Gardner: It's a wonderful way to help us navigate. Sometimes, that wiser elder self will want you not to do what you're thinking you're about to do. Other times, that wiser elder self, will hope that you do take that risk or do that thing that you're thinking, whether you should do it or not. It's a wonderful framework and I've used it to good effect myself and that's navigate. The last of the five sage powers is activation.

Chamine: The activate, we call that the ability to move into calm, clear headed, laser-focused, fearless action. It's very powerful and it makes things happen. The analogy I use often, it's like the Jedi in war being attacked by five different people, five different directions. She's not all frenzy then upset and scared and all of that stuff. She's calm, clear-headed, laser-focused in the midst of the most urgent challenge of her life. Why? Because she knows if she's upset and stressed and why did you attack me, I thought you were my friend? The other person is going to kill her because she is not focused anymore. Activate is about really being that much in command of your mind. You are laser-focused, calm, clear-headed, and fearless as you take action rather than all the drama of the saboteurs. Stress and all the other drama that they bring, which is defocusing from what action really needs to be taken.
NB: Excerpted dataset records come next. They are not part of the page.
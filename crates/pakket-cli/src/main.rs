#![forbid(unsafe_code)]
//! The `pakket` binary.
//!
//! `pakket restore` is the host side: it re-invokes this executable with
//! the internal `worker` subcommand, relays the worker's structured
//! output to the console, and maps the worker's exit into a process exit
//! code. The worker side evaluates the project graph, assembles the
//! dependency-graph spec, and runs the restore engine, with all
//! diagnostics flowing through the console logging queue.

use std::collections::BTreeMap;
use std::path::PathBuf;
use std::process::Command;
use std::sync::Arc;

use clap::{Args, Parser, Subcommand};

use pakket_config::{Settings, SettingsError};
use pakket_engine::{
    assemble, evaluate_graph, expand_entry_points, AssemblyContext, EngineError, EntryPoint,
    GraphOptions, RestoreEngine, RestoreOptions, SpecFileWriter,
};
use pakket_log::{
    relay, CancellationToken, ConsoleLogger, ErrorEvent, EventSource, HostLogger, Importance,
    LogError, LogMessage, Verbosity, WorkerOutcome,
};
use pakket_project::{EngineConfig, ProjectEngine, XmlProjectEngine};
use pakket_util::{paths, strings};

#[derive(Debug, Parser)]
#[command(name = "pakket", version, about = "Project-graph package restore")]
struct Cli {
    #[command(subcommand)]
    command: CliCommand,
}

#[derive(Debug, Subcommand)]
enum CliCommand {
    /// Restore packages for the given projects or solutions.
    Restore(RestoreArgs),
    /// Internal: run graph evaluation and restore in this process,
    /// reporting over stdout.
    #[command(hide = true)]
    Worker(WorkerArgs),
}

#[derive(Debug, Args)]
struct RestoreArgs {
    /// Project or solution files to restore.
    #[arg(required = true)]
    entries: Vec<PathBuf>,

    /// Logging verbosity: quiet, minimal, normal, detailed, diagnostic.
    #[arg(short, long, default_value = "normal")]
    verbosity: Verbosity,

    /// Global property bindings, repeatable.
    #[arg(long = "property", value_name = "NAME=VALUE")]
    properties: Vec<String>,

    /// Explicit settings file, bypassing pakket.toml discovery.
    #[arg(long, value_name = "FILE")]
    config: Option<PathBuf>,

    /// Maximum concurrent restricted builds.
    #[arg(long, value_name = "N")]
    max_parallel: Option<usize>,

    /// Emit a line per evaluated graph node.
    #[arg(long)]
    debug: bool,

    #[arg(long)]
    disable_parallel: bool,
    #[arg(long)]
    force: bool,
    #[arg(long)]
    force_evaluate: bool,
    #[arg(long)]
    hide_warnings_and_errors: bool,
    #[arg(long)]
    ignore_failed_sources: bool,
    #[arg(long)]
    interactive: bool,
    #[arg(long)]
    no_cache: bool,
    #[arg(long)]
    recursive: bool,
}

impl RestoreArgs {
    fn restore_options(&self) -> RestoreOptions {
        RestoreOptions {
            disable_parallel: self.disable_parallel,
            force: self.force,
            force_evaluate: self.force_evaluate,
            hide_warnings_and_errors: self.hide_warnings_and_errors,
            ignore_failed_sources: self.ignore_failed_sources,
            interactive: self.interactive,
            no_cache: self.no_cache,
            recursive: self.recursive,
        }
    }
}

#[derive(Debug, Args)]
struct WorkerArgs {
    #[arg(required = true)]
    entries: Vec<PathBuf>,

    #[arg(long, default_value = "normal")]
    verbosity: Verbosity,

    /// Global property bindings as a `name=value;` string.
    #[arg(long, default_value = "")]
    properties: String,

    /// Restore option flags as a `name=value;` string.
    #[arg(long, default_value = "")]
    options: String,

    #[arg(long)]
    config: Option<PathBuf>,

    #[arg(long)]
    max_parallel: Option<usize>,

    #[arg(long)]
    debug: bool,
}

#[derive(Debug, thiserror::Error)]
enum CliError {
    #[error("{0}")]
    Engine(#[from] EngineError),

    #[error("{0}")]
    Settings(#[from] SettingsError),

    #[error("{0}")]
    Relay(#[from] LogError),

    #[error("cannot determine working directory: {0}")]
    WorkingDirectory(std::io::Error),

    #[error("cannot locate the pakket executable: {0}")]
    Executable(std::io::Error),
}

fn main() {
    let cli = Cli::parse();
    let code = match cli.command {
        CliCommand::Restore(args) => run_restore(&args),
        CliCommand::Worker(args) => run_worker_side(&args),
    };
    std::process::exit(code);
}

// ---------------------------------------------------------------- host side

/// Re-emits relayed worker diagnostics on the host's own console.
struct HostConsole;

impl HostConsole {
    fn located(message: &LogMessage) -> String {
        let mut out = String::new();
        if let Some(file) = &message.file {
            out.push_str(file);
            if message.line_number > 0 {
                if message.end_line_number > 0 {
                    out.push_str(&format!(
                        "({},{},{},{})",
                        message.line_number,
                        message.column_number,
                        message.end_line_number,
                        message.end_column_number
                    ));
                } else {
                    out.push_str(&format!(
                        "({},{})",
                        message.line_number, message.column_number
                    ));
                }
            }
            out.push_str(": ");
        }
        if let Some(subcategory) = &message.subcategory {
            out.push_str(subcategory);
            out.push(' ');
        }
        if let Some(code) = &message.code {
            out.push_str(code);
            out.push_str(": ");
        }
        out.push_str(&message.message);
        if let Some(keyword) = &message.help_keyword {
            out.push_str(&format!(" [{keyword}]"));
        }
        out
    }
}

impl HostLogger for HostConsole {
    fn error(&self, message: &LogMessage) {
        eprintln!("error: {}", HostConsole::located(message));
    }

    fn warning(&self, message: &LogMessage) {
        eprintln!("warning: {}", HostConsole::located(message));
    }

    fn message(&self, text: &str, _importance: Importance) {
        // The worker already filtered by verbosity.
        println!("{text}");
    }
}

fn run_restore(args: &RestoreArgs) -> i32 {
    match host_restore(args) {
        Ok(code) => code,
        Err(error) => {
            eprintln!("error: {error}");
            1
        }
    }
}

fn host_restore(args: &RestoreArgs) -> Result<i32, CliError> {
    let executable = std::env::current_exe().map_err(CliError::Executable)?;

    let mut command = Command::new(executable);
    command.arg("worker");
    for entry in &args.entries {
        command.arg(entry);
    }
    command
        .arg("--verbosity")
        .arg(args.verbosity.to_string())
        .arg("--options")
        .arg(args.restore_options().to_properties());
    if !args.properties.is_empty() {
        command.arg("--properties").arg(args.properties.join(";"));
    }
    if let Some(config) = &args.config {
        command.arg("--config").arg(config);
    }
    if let Some(max_parallel) = args.max_parallel {
        command.arg("--max-parallel").arg(max_parallel.to_string());
    }
    if args.debug {
        command.arg("--debug");
    }

    let logger: Arc<dyn HostLogger> = Arc::new(HostConsole);
    let cancellation = CancellationToken::new();
    let outcome = relay::run_worker(command, logger, &cancellation)?;

    Ok(match outcome {
        WorkerOutcome::Exited { success: true, .. } => 0,
        WorkerOutcome::Exited { success: false, .. } | WorkerOutcome::Cancelled => 1,
    })
}

// -------------------------------------------------------------- worker side

fn run_worker_side(args: &WorkerArgs) -> i32 {
    let logger = Arc::new(ConsoleLogger::new(args.verbosity));
    let events = Arc::new(EventSource::new());
    logger.initialize(&events);

    let code = match worker_restore(args, &events, &logger) {
        Ok(code) => code,
        Err(error) => {
            logger.log_error(error.to_string());
            1
        }
    };

    logger.shutdown_subscription(&events);
    logger.drain();
    code
}

fn worker_restore(
    args: &WorkerArgs,
    events: &Arc<EventSource>,
    logger: &Arc<ConsoleLogger>,
) -> Result<i32, CliError> {
    let startup_directory = std::env::current_dir().map_err(CliError::WorkingDirectory)?;
    let globals = parse_properties(&args.properties);

    let entry_points: Vec<EntryPoint> = args
        .entries
        .iter()
        .map(|entry| {
            EntryPoint::with_properties(
                paths::absolutize(&startup_directory, entry),
                globals.clone(),
            )
        })
        .collect();
    let expanded = expand_entry_points(&entry_points)?;

    let restore_options = RestoreOptions::from_properties(&args.options);
    let mut graph_options = GraphOptions::default();
    if let Some(max_parallel) = args.max_parallel {
        graph_options.max_parallel = max_parallel.max(1);
    }
    if restore_options.disable_parallel {
        graph_options.max_parallel = 1;
    }
    graph_options.debug = args.debug;

    let engine: Arc<dyn ProjectEngine> = Arc::new(XmlProjectEngine::new(EngineConfig::default()));
    let groups = evaluate_graph(&expanded, &engine, events, &graph_options)?;

    let settings = Settings::load(&startup_directory, args.config.as_deref())?;
    let context = AssemblyContext {
        settings,
        startup_directory,
    };

    let Some(graph) = assemble(&groups, &context, &expanded, events)? else {
        logger.log_message(Importance::High, "Nothing to do. No projects to restore.");
        return Ok(0);
    };
    if graph.restore().is_empty() {
        logger.log_message(Importance::High, "Nothing to do. No projects to restore.");
        return Ok(0);
    }

    let summaries = SpecFileWriter.restore(&graph, &restore_options, events)?;
    let failed = summaries.iter().filter(|summary| !summary.success).count();
    for summary in &summaries {
        if !summary.success {
            events.raise_error(ErrorEvent::text(format!(
                "Restore failed for {}",
                summary.project.display()
            )));
        }
    }

    logger.log_message(
        Importance::High,
        format!("Restored {} project(s), {failed} failed", summaries.len()),
    );
    Ok(if failed == 0 { 0 } else { 1 })
}

/// Parse a `name=value;` string into global property bindings. Pairs
/// without `=` are dropped.
fn parse_properties(value: &str) -> BTreeMap<String, String> {
    strings::split_delimited(value)
        .into_iter()
        .filter_map(|pair| {
            pair.split_once('=')
                .map(|(name, value)| (name.trim().to_owned(), value.trim().to_owned()))
        })
        .collect()
}

#[cfg(test)]
#[allow(clippy::unwrap_used, clippy::panic)]
mod tests {
    use super::*;

    #[test]
    fn restore_parses_entries_and_flags() {
        let cli = Cli::try_parse_from([
            "pakket",
            "restore",
            "app.sln",
            "--verbosity",
            "detailed",
            "--property",
            "Configuration=Release",
            "--force",
            "--no-cache",
        ])
        .unwrap();

        let CliCommand::Restore(args) = cli.command else {
            panic!("expected restore");
        };
        assert_eq!(args.entries, vec![PathBuf::from("app.sln")]);
        assert_eq!(args.verbosity, Verbosity::Detailed);
        assert_eq!(args.properties, vec!["Configuration=Release".to_owned()]);
        let options = args.restore_options();
        assert!(options.force);
        assert!(options.no_cache);
        assert!(!options.interactive);
    }

    #[test]
    fn restore_requires_an_entry() {
        assert!(Cli::try_parse_from(["pakket", "restore"]).is_err());
    }

    #[test]
    fn bad_verbosity_is_rejected() {
        let result = Cli::try_parse_from(["pakket", "restore", "app.proj", "--verbosity", "loud"]);
        assert!(result.is_err());
    }

    #[test]
    fn worker_parses_forwarded_arguments() {
        let cli = Cli::try_parse_from([
            "pakket",
            "worker",
            "/work/app.proj",
            "--verbosity",
            "quiet",
            "--properties",
            "Configuration=Release;Platform=x64",
            "--options",
            "Force=true",
            "--max-parallel",
            "2",
        ])
        .unwrap();

        let CliCommand::Worker(args) = cli.command else {
            panic!("expected worker");
        };
        assert_eq!(args.verbosity, Verbosity::Quiet);
        assert_eq!(args.max_parallel, Some(2));
        assert!(RestoreOptions::from_properties(&args.options).force);

        let globals = parse_properties(&args.properties);
        assert_eq!(globals.get("Configuration").unwrap(), "Release");
        assert_eq!(globals.get("Platform").unwrap(), "x64");
    }

    #[test]
    fn parse_properties_drops_malformed_pairs() {
        let globals = parse_properties("A=1;garbage;B = 2 ;");
        assert_eq!(globals.len(), 2);
        assert_eq!(globals.get("A").unwrap(), "1");
        assert_eq!(globals.get("B").unwrap(), "2");
    }

    #[test]
    fn host_console_formats_located_errors() {
        let message = LogMessage {
            message: "boom".to_owned(),
            code: Some("PK1001".to_owned()),
            file: Some("/work/app.proj".to_owned()),
            line_number: 4,
            column_number: 7,
            ..LogMessage::default()
        };
        assert_eq!(
            HostConsole::located(&message),
            "/work/app.proj(4,7): PK1001: boom"
        );
    }

    #[test]
    fn host_console_formats_spans_subcategory_and_keyword() {
        let message = LogMessage {
            message: "boom".to_owned(),
            subcategory: Some("restore".to_owned()),
            code: Some("PK1001".to_owned()),
            help_keyword: Some("PakketErrors".to_owned()),
            file: Some("/work/app.proj".to_owned()),
            line_number: 4,
            column_number: 7,
            end_line_number: 4,
            end_column_number: 21,
            ..LogMessage::default()
        };
        assert_eq!(
            HostConsole::located(&message),
            "/work/app.proj(4,7,4,21): restore PK1001: boom [PakketErrors]"
        );
    }

    #[test]
    fn host_console_formats_bare_errors() {
        let message = LogMessage {
            message: "boom".to_owned(),
            ..LogMessage::default()
        };
        assert_eq!(HostConsole::located(&message), "boom");
    }
}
Gardner: I guess the reason you included the final one is because after doing some of that empathizing and some of that exploring, and some innovation, and some navigating. In the end, we all need to be creatures of activity. You obviously coach a lot of CEOs. You're used to working with people who, bottom line, have to take action. A lot of us can delay as long as we can. Sometimes, the procrastinators among us take action. That could even be positive in some circumstances, perhaps your wiser elder self would counsel you in some context to procrastinate a bit longer. But in the end, when you're ready to take action, it's about doing it as you say, in a laser-focused manner. I do love that Jedi picture. Shirzad, are you a big Star Wars fan or is this just a fun framework?

Chamine: Big Star Wars fan because I share a lot of the principles we teach as Jedi minds. You are not upset and you don't bring negative energy and your fears are powerful and yet caring, all of those. Yes, I'm a Jedi [...] in that.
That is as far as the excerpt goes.